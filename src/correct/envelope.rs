//! Envelope calibration for non-periodic, resonance-laden responses.
//!
//! A plain polynomial fit of a Bragg-grating reference is dragged down by its
//! deep stop-band dips. Instead we pick reference samples that only follow the
//! smooth upper trend (the envelope), fit those, and calibrate against that.
//!
//! Envelope scan
//! -------------
//! The reference is visited at `segments` equal index steps
//! (`step = len / segments`). With a cursor pair `(initial, next)`:
//!
//! - if `|p[initial·step] - p[next·step]| < difference_tol`, the `initial`
//!   sample is accepted and both cursors move on
//! - otherwise `next` runs ahead while the difference stays above the
//!   tolerance, the skipped samples are dropped as a dip, and scanning resumes
//!   from where `next` stopped
//!
//! The scan stops once `next·step` would leave the trace.

use crate::correct::calibrate::{ensure_same_length, subtract};
use crate::domain::{CorrectionResult, EnvelopeConfig, EnvelopePoint, Trace};
use crate::error::AnalysisError;
use crate::math::{evaluate_centered, fit_centered, trend};

/// Run the envelope scan over `reference` and return the accepted samples,
/// in increasing index order.
pub fn envelope_points(reference: &Trace, config: &EnvelopeConfig) -> Result<Vec<EnvelopePoint>, AnalysisError> {
    if config.segments == 0 {
        return Err(AnalysisError::InvalidParameter(
            "envelope segments must be > 0".to_string(),
        ));
    }
    if !config.difference_tol.is_finite() {
        return Err(AnalysisError::InvalidParameter(
            "envelope difference tolerance must be finite".to_string(),
        ));
    }

    reference.check_shape()?;

    let n = reference.len();
    let step = n / config.segments;
    if step == 0 {
        return Err(AnalysisError::InsufficientData {
            needed: config.segments,
            got: n,
            context: "envelope segmentation",
        });
    }

    let power = &reference.power;
    let tol = config.difference_tol;

    let mut points = Vec::new();
    let mut initial = 0usize;
    let mut next = 1usize;

    for _ in 0..config.segments {
        if next * step >= n {
            break;
        }

        let current = power[initial * step];
        let mut ahead = power[next * step];

        if (current - ahead).abs() < tol {
            let index = initial * step;
            points.push(EnvelopePoint {
                index,
                wavelength: reference.wavelength[index],
                power: current,
            });
            initial += 1;
            next += 1;
        } else {
            while (current - ahead).abs() > tol && (next + 2) * step < n {
                next += 1;
                ahead = power[next * step];
            }
            initial = next;
            next += 1;
        }
    }

    Ok(points)
}

/// Calibrate `input` against a polynomial fit of the reference's envelope.
///
/// The envelope fit is centered on the accepted points' own mean wavelength
/// and evaluated over the full reference axis (centered on the reference
/// mean). `fit_curve` is that evaluated envelope.
pub fn calibrate_envelope(
    input: &Trace,
    reference: &Trace,
    config: &EnvelopeConfig,
) -> Result<CorrectionResult, AnalysisError> {
    ensure_same_length(input, reference)?;

    let points = envelope_points(reference, config)?;
    if points.len() <= config.fit_order {
        return Err(AnalysisError::InsufficientData {
            needed: config.fit_order + 1,
            got: points.len(),
            context: "envelope fit",
        });
    }

    let env_wavelength: Vec<f64> = points.iter().map(|p| p.wavelength).collect();
    let env_power: Vec<f64> = points.iter().map(|p| p.power).collect();

    let envelope_fit = fit_centered(&env_wavelength, &env_power, config.fit_order)?;
    let fit_curve = evaluate_centered(&envelope_fit, &reference.wavelength);

    // The input's own trend is fitted too, but never enters the result.
    // Kept so that inputs too short for the fit order are rejected.
    let _input_trend = trend(&input.wavelength, &input.power, config.fit_order)?;

    let corrected_power = subtract(&input.power, &fit_curve);

    Ok(CorrectionResult {
        corrected_power,
        fit_curve,
    })
}
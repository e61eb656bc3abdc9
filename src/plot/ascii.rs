//! ASCII/Unicode plotting for terminal output.
//!
//! This is intentionally "dumb" (fixed-size grid), optimized for:
//! - quick visual sanity checks in a terminal
//! - deterministic output (helpful for golden tests)
//!
//! Plot elements are series drawn in order. Line series only fill blank
//! cells (the first line drawn wins); point series overwrite whatever is
//! underneath.

use crate::domain::AnalysisOutput;

#[derive(Debug, Clone, Copy, PartialEq, Eq)]
pub enum SeriesKind {
    Line,
    Points,
}

#[derive(Debug, Clone)]
pub struct Series {
    pub label: String,
    pub glyph: char,
    pub kind: SeriesKind,
    pub points: Vec<(f64, f64)>,
}

impl Series {
    pub fn line(label: &str, glyph: char, x: &[f64], y: &[f64]) -> Self {
        Self::new(label, glyph, SeriesKind::Line, x, y)
    }

    pub fn points(label: &str, glyph: char, x: &[f64], y: &[f64]) -> Self {
        Self::new(label, glyph, SeriesKind::Points, x, y)
    }

    fn new(label: &str, glyph: char, kind: SeriesKind, x: &[f64], y: &[f64]) -> Self {
        Self {
            label: label.to_string(),
            glyph,
            kind,
            points: x.iter().copied().zip(y.iter().copied()).collect(),
        }
    }
}

/// Render one or more series on a shared grid.
pub fn render_ascii_plot(series: &[Series], width: usize, height: usize, y_unit: &str) -> String {
    let width = width.max(10);
    let height = height.max(5);

    let (x_min, x_max) = range(series.iter().flat_map(|s| s.points.iter().map(|p| p.0))).unwrap_or((0.0, 1.0));
    let (y_min, y_max) = range(series.iter().flat_map(|s| s.points.iter().map(|p| p.1))).unwrap_or((0.0, 1.0));
    let (y_min, y_max) = pad_range(y_min, y_max, 0.05);

    let mut grid = vec![vec![' '; width]; height];

    // Lines first (so points can overlay).
    for s in series.iter().filter(|s| s.kind == SeriesKind::Line) {
        draw_curve(&mut grid, &s.points, s.glyph, x_min, x_max, y_min, y_max);
    }
    for s in series.iter().filter(|s| s.kind == SeriesKind::Points) {
        for &(x, y) in &s.points {
            if !(x.is_finite() && y.is_finite()) {
                continue;
            }
            let col = map_x(x, x_min, x_max, width);
            let row = map_y(y, y_min, y_max, height);
            grid[row][col] = s.glyph;
        }
    }

    // Build final string. We include a small header with ranges.
    let mut out = String::new();
    out.push_str(&format!(
        "Plot: wavelength=[{x_min:.3}, {x_max:.3}] | y=[{y_min:.2}, {y_max:.2}]{y_unit}\n"
    ));

    for row in grid {
        out.push_str(&row.into_iter().collect::<String>());
        out.push('\n');
    }

    let legend: Vec<String> = series.iter().map(|s| format!("{} {}", s.glyph, s.label)).collect();
    out.push_str(&format!("Legend: {}\n", legend.join("  ")));

    out
}

/// Standard plots for a result: the input with its trend, then the derived curve.
pub fn render_output_plot(output: &AnalysisOutput, width: usize, height: usize) -> String {
    match output {
        AnalysisOutput::Correction {
            trace,
            result,
            envelope,
            ..
        } => {
            let mut top = vec![
                Series::line("fit", '-', &trace.wavelength, &result.fit_curve),
                Series::line("raw", '.', &trace.wavelength, &trace.power),
            ];
            if !envelope.is_empty() {
                let ew: Vec<f64> = envelope.iter().map(|p| p.wavelength).collect();
                let ep: Vec<f64> = envelope.iter().map(|p| p.power).collect();
                top.push(Series::points("envelope", 'o', &ew, &ep));
            }
            let bottom = [Series::line("corrected", '*', &trace.wavelength, &result.corrected_power)];

            let mut out = render_ascii_plot(&top, width, height, "dB");
            out.push_str(&render_ascii_plot(&bottom, width, height, "dB"));
            out
        }
        AnalysisOutput::Cutback { wavelength, profile, .. } => {
            let series = [
                Series::line("fit", '-', wavelength, &profile.loss_vs_wavelength),
                Series::line("raw", '.', wavelength, &profile.loss_vs_wavelength_raw),
            ];
            render_ascii_plot(&series, width, height, "dB/unit")
        }
        AnalysisOutput::Bandwidth { trace, result, .. } => {
            let left = result.central_wavelength - result.bandwidth / 2.0;
            let right = result.central_wavelength + result.bandwidth / 2.0;
            let edges_x = [left, right];
            let edges_y: Vec<f64> = edges_x
                .iter()
                .map(|&x| nearest_power(&trace.wavelength, &trace.power, x))
                .collect();
            let series = [
                Series::line("power", '.', &trace.wavelength, &trace.power),
                Series::points("band edge", '|', &edges_x, &edges_y),
            ];
            render_ascii_plot(&series, width, height, "dB")
        }
    }
}

fn nearest_power(wavelength: &[f64], power: &[f64], x: f64) -> f64 {
    crate::extract::find_nearest(wavelength, x)
        .map(|i| power[i])
        .unwrap_or(f64::NAN)
}

fn range(values: impl Iterator<Item = f64>) -> Option<(f64, f64)> {
    let mut min = f64::INFINITY;
    let mut max = f64::NEG_INFINITY;
    for v in values.filter(|v| v.is_finite()) {
        min = min.min(v);
        max = max.max(v);
    }
    if min.is_finite() && max.is_finite() && max > min {
        Some((min, max))
    } else if min.is_finite() {
        Some((min - 0.5, max + 0.5))
    } else {
        None
    }
}

fn pad_range(min: f64, max: f64, frac: f64) -> (f64, f64) {
    let span = (max - min).abs();
    let pad = (span * frac).max(1e-12);
    (min - pad, max + pad)
}

fn map_x(x: f64, x_min: f64, x_max: f64, width: usize) -> usize {
    let width = width.max(2);
    let u = ((x - x_min) / (x_max - x_min)).clamp(0.0, 1.0);
    (u * (width as f64 - 1.0)).round() as usize
}

fn map_y(y: f64, y_min: f64, y_max: f64, height: usize) -> usize {
    let height = height.max(2);
    let u = ((y - y_min) / (y_max - y_min)).clamp(0.0, 1.0);
    // y=top is max -> row 0
    (height as f64 - 1.0 - (u * (height as f64 - 1.0))).round() as usize
}

fn draw_curve(
    grid: &mut [Vec<char>],
    curve: &[(f64, f64)],
    glyph: char,
    x_min: f64,
    x_max: f64,
    y_min: f64,
    y_max: f64,
) {
    let height = grid.len();
    let width = grid[0].len();

    let mut prev = None;
    for &(x, y) in curve {
        if !(x.is_finite() && y.is_finite()) {
            prev = None;
            continue;
        }
        let col = map_x(x, x_min, x_max, width);
        let row = map_y(y, y_min, y_max, height);
        if let Some((c0, r0)) = prev {
            draw_line(grid, c0, r0, col, row, glyph);
        } else if grid[row][col] == ' ' {
            grid[row][col] = glyph;
        }
        prev = Some((col, row));
    }
}

/// Integer line drawing (Bresenham-ish).
fn draw_line(grid: &mut [Vec<char>], x0: usize, y0: usize, x1: usize, y1: usize, ch: char) {
    let mut x0 = x0 as isize;
    let mut y0 = y0 as isize;
    let x1 = x1 as isize;
    let y1 = y1 as isize;

    let dx = (x1 - x0).abs();
    let sx = if x0 < x1 { 1 } else { -1 };
    let dy = -(y1 - y0).abs();
    let sy = if y0 < y1 { 1 } else { -1 };
    let mut err = dx + dy;

    loop {
        if y0 >= 0
            && (y0 as usize) < grid.len()
            && x0 >= 0
            && (x0 as usize) < grid[0].len()
            && grid[y0 as usize][x0 as usize] == ' '
        {
            grid[y0 as usize][x0 as usize] = ch;
        }

        if x0 == x1 && y0 == y1 {
            break;
        }
        let e2 = 2 * err;
        if e2 >= dy {
            err += dy;
            x0 += sx;
        }
        if e2 <= dx {
            err += dx;
            y0 += sy;
        }
    }
}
-*-
Check each line of the records for the word "subtract" and extract those that contain it.

use crate::correct::calibrate::{ensure_same_length, subtract};
    let corrected_power = subtract(&input.power, &fit_curve);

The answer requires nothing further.